Background: An intracranial arterial wall which locally protrudes outward, typically in the capsule and fusiform, is called an intracranial aneurysm (IA). Among these aneurysms, 1-2% might spontaneously rupture before treatment. Anterior and posterior communicating aneurysms are more likely to rupture than other aneurysms, and an anterior communicating aneurysm is more likely to rupture than a posterior communicating aneurysm.
Objectives: To identify the effects of miRNA-323a-3p expression in intracranial aneurysms and its potential regulatory mechanism.
Material and methods: Patients with IA and healthy volunteers were enrolled, and their serum samples were extracted for the detection of tumor necrosis factor alpha (TNF-α), interleukin 1β (IL-1β), IL-6, IL-18, and miRNA-323a-3p. Then, the regulatory effects of miRNA-323a-3p on the above inflammatory factors and AdipoR1/AMPK/NF-kb signaling were also detected in vitro.
Results: The downregulation of miRNA-323a-3p reduced the expression of inflammatory factors (TNF-α, IL-1β, IL-6, and IL-18) in an in vitro model in comparison with the control group. The overexpression of miRNA-323a-3p suppressed the protein expression of adiponectin receptor R1 (AdipoR1) and p-AMPK, and induced NF-κB-p65 protein expression in an in vitro model.
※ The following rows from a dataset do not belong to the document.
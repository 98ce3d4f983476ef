//! 审计日志字段 diff 计算
//!
//! 通过比较更新前后的实体 JSON 值生成变更差异。
//! 只记录实际变化的字段；无变化返回空列表（调用方据此跳过审计条目）。

use serde::Serialize;
use serde_json::Value;
use std::collections::BTreeSet;

/// 敏感/噪音字段 — 永不进入审计 diff
const EXCLUDED_FIELDS: &[&str] = &["id", "passwordHash", "refreshTokenHash", "secret", "updatedAt"];

/// 字段变更记录 `{field, from, to}`
#[derive(Debug, Clone, Serialize, serde::Deserialize)]
pub struct FieldChange {
    pub field: String,
    pub from: Value,
    pub to: Value,
}

/// 比较两个可序列化实体，产出字段级差异
///
/// 顶层字段逐一比较；嵌套对象/数组按整体值比较。
/// 序列化失败返回空差异（审计为尽力而为，不让 diff 失败阻断变更）。
pub fn diff_changes<T: Serialize>(before: &T, after: &T) -> Vec<FieldChange> {
    let (Ok(before), Ok(after)) = (serde_json::to_value(before), serde_json::to_value(after))
    else {
        return Vec::new();
    };
    diff_values(&before, &after)
}

/// 为新建实体生成快照式变更（from 均为 null）
pub fn snapshot_changes<T: Serialize>(entity: &T) -> Vec<FieldChange> {
    let Ok(value) = serde_json::to_value(entity) else {
        return Vec::new();
    };
    diff_values(&Value::Null, &value)
}

fn diff_values(before: &Value, after: &Value) -> Vec<FieldChange> {
    let empty = serde_json::Map::new();
    let before_obj = before.as_object().unwrap_or(&empty);
    let after_obj = after.as_object().unwrap_or(&empty);

    let mut keys: BTreeSet<&String> = before_obj.keys().collect();
    keys.extend(after_obj.keys());

    let mut changes = Vec::new();
    for key in keys {
        if EXCLUDED_FIELDS.contains(&key.as_str()) {
            continue;
        }
        let from = before_obj.get(key).cloned().unwrap_or(Value::Null);
        let to = after_obj.get(key).cloned().unwrap_or(Value::Null);
        if from != to {
            changes.push(FieldChange {
                field: key.clone(),
                from,
                to,
            });
        }
    }
    changes
}

#[cfg(test)]
mod tests {
    use super::*;
    use serde_json::json;

    #[test]
    fn test_noop_update_produces_no_changes() {
        let a = json!({"status": "active", "email": "a@b.c"});
        let changes = diff_values(&a, &a.clone());
        assert!(changes.is_empty());
    }

    #[test]
    fn test_only_changed_fields_recorded() {
        let before = json!({"status": "active", "email": "a@b.c"});
        let after = json!({"status": "blocked", "email": "a@b.c"});
        let changes = diff_values(&before, &after);
        assert_eq!(changes.len(), 1);
        assert_eq!(changes[0].field, "status");
        assert_eq!(changes[0].from, "active");
        assert_eq!(changes[0].to, "blocked");
    }

    #[test]
    fn test_sensitive_fields_excluded() {
        let before = json!({"passwordHash": "x", "status": "active"});
        let after = json!({"passwordHash": "y", "status": "active"});
        assert!(diff_values(&before, &after).is_empty());
    }

    #[test]
    fn test_added_and_removed_fields() {
        let before = json!({"email": "a@b.c"});
        let after = json!({"phone": "+1"});
        let changes = diff_values(&before, &after);
        assert_eq!(changes.len(), 2);
    }
}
Conclusions: We showed that AdipoR1 plasmid, AMPK activator 1 or si-NF-κB reduced the pro-inflammatory effects of miRNA-323a-3p in an in vitro model. The miRNA-323a-3p exacerbated the inflammatory reaction in IA through AMPK/NF-κB signaling by AdipoR1. Our findings suggest that miRNA-323a-3p targeting AdipoR1 is promising in further anti-inflammatory treatment of IAs.
Keywords: ADIPOR1; AMPK; NF-κB; intracranial aneurysm; miRNA-323a-3p.